- Exercise instructions: Return, from the listing that follows, each line containing the word "LogFormat".

** Source data follows **

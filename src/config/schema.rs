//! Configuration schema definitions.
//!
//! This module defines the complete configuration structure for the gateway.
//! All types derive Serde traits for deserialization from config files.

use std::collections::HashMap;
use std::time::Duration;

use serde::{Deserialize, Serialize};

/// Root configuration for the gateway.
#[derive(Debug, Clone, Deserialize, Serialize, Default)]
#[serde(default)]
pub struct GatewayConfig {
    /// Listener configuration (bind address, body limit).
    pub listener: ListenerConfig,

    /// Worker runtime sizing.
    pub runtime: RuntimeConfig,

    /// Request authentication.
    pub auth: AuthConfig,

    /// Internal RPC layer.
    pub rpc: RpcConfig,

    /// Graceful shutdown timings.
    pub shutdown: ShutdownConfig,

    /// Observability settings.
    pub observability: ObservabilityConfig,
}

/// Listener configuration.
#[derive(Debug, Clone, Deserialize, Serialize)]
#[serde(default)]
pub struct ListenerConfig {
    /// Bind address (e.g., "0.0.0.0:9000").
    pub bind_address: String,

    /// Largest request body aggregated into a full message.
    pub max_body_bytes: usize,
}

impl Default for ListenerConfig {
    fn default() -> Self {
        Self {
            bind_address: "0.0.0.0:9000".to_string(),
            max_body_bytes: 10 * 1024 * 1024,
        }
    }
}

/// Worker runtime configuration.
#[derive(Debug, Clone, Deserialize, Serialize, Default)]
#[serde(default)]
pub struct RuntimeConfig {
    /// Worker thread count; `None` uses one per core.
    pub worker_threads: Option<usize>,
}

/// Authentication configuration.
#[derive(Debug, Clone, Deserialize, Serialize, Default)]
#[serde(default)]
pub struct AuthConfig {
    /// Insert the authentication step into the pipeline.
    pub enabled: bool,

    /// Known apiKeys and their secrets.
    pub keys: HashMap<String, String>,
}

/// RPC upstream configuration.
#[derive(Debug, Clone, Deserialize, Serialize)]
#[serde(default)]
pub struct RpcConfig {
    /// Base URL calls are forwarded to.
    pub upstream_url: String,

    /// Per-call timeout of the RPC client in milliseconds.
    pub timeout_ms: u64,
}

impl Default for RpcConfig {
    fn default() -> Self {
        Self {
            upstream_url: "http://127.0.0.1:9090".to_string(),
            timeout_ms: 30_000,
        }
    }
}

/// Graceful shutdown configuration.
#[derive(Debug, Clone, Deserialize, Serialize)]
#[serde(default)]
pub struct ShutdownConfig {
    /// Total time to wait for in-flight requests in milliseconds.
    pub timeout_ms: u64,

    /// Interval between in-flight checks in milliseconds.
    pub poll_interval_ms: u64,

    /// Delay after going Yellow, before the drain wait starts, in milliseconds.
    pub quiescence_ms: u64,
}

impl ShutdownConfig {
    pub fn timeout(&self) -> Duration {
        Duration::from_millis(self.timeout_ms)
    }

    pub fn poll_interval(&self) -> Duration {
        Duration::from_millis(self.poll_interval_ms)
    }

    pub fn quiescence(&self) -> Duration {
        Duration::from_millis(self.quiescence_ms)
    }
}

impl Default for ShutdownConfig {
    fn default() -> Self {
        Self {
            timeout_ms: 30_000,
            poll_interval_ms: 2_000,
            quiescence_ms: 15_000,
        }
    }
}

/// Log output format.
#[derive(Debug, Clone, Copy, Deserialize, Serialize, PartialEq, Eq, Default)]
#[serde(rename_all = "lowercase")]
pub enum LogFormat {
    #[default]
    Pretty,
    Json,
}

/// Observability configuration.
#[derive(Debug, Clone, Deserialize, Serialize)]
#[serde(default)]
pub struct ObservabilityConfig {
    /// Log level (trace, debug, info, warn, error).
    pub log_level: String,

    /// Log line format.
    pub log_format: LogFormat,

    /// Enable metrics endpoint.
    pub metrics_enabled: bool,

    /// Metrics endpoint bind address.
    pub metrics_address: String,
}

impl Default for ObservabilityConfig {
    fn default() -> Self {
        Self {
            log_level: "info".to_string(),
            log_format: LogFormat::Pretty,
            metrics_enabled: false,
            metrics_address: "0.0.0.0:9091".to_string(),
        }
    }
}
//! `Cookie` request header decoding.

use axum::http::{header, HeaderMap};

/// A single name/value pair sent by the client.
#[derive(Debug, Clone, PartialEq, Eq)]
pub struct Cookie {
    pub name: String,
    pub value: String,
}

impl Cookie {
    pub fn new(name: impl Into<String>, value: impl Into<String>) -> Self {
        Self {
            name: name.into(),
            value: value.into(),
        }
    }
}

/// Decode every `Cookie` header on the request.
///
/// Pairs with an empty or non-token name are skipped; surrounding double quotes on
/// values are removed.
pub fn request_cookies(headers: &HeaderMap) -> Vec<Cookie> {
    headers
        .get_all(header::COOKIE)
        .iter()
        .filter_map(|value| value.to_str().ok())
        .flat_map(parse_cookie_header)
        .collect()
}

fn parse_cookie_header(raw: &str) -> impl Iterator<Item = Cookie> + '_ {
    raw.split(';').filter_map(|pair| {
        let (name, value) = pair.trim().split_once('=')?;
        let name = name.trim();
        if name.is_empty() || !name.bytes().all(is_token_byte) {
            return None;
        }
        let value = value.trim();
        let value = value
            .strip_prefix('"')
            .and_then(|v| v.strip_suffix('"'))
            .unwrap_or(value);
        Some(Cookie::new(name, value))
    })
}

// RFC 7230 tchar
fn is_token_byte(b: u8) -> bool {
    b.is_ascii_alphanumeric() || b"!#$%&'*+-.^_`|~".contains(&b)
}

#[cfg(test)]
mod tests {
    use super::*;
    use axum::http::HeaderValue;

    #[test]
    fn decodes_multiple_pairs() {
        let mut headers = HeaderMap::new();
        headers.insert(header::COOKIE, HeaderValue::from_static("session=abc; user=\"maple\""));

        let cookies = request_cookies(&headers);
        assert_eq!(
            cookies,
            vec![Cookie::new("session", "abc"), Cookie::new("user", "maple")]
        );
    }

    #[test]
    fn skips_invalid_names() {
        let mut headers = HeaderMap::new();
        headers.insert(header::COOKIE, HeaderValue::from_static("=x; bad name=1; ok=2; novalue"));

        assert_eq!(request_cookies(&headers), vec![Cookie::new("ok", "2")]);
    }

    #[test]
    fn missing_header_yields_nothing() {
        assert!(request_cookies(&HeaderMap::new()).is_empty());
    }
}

** End of Source data **
** Source data follows **

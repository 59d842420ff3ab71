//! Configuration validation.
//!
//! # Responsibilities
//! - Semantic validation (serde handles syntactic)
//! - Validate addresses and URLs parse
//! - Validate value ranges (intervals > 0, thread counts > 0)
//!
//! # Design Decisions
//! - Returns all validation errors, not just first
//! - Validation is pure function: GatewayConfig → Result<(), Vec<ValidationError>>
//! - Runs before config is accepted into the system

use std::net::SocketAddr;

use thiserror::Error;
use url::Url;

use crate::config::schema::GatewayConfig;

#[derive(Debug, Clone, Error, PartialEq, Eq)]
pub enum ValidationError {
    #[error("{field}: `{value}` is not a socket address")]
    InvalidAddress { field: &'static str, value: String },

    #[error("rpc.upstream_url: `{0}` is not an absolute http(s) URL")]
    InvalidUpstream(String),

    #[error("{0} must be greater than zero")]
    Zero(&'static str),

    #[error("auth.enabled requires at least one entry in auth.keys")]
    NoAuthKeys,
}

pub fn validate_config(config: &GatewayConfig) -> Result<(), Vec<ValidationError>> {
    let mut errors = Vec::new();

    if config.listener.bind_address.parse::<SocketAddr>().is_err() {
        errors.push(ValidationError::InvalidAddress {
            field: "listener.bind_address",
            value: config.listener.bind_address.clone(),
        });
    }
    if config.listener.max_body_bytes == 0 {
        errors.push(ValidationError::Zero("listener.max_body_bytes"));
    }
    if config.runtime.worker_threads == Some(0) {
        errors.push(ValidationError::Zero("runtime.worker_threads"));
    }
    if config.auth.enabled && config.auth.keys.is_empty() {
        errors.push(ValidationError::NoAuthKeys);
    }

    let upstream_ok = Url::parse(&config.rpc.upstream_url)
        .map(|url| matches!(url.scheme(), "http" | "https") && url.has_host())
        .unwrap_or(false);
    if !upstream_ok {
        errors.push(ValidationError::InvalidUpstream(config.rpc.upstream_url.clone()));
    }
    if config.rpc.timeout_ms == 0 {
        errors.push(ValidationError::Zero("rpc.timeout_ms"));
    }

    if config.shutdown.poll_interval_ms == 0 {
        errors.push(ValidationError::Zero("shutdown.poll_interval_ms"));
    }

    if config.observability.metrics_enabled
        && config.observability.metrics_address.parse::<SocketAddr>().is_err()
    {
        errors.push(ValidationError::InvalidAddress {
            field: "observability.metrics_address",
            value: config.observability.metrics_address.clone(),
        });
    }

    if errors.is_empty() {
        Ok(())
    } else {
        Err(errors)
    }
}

** End of Source data **

- Problem solution:
pub enum LogFormat {
    pub log_format: LogFormat,
            log_format: LogFormat::Pretty,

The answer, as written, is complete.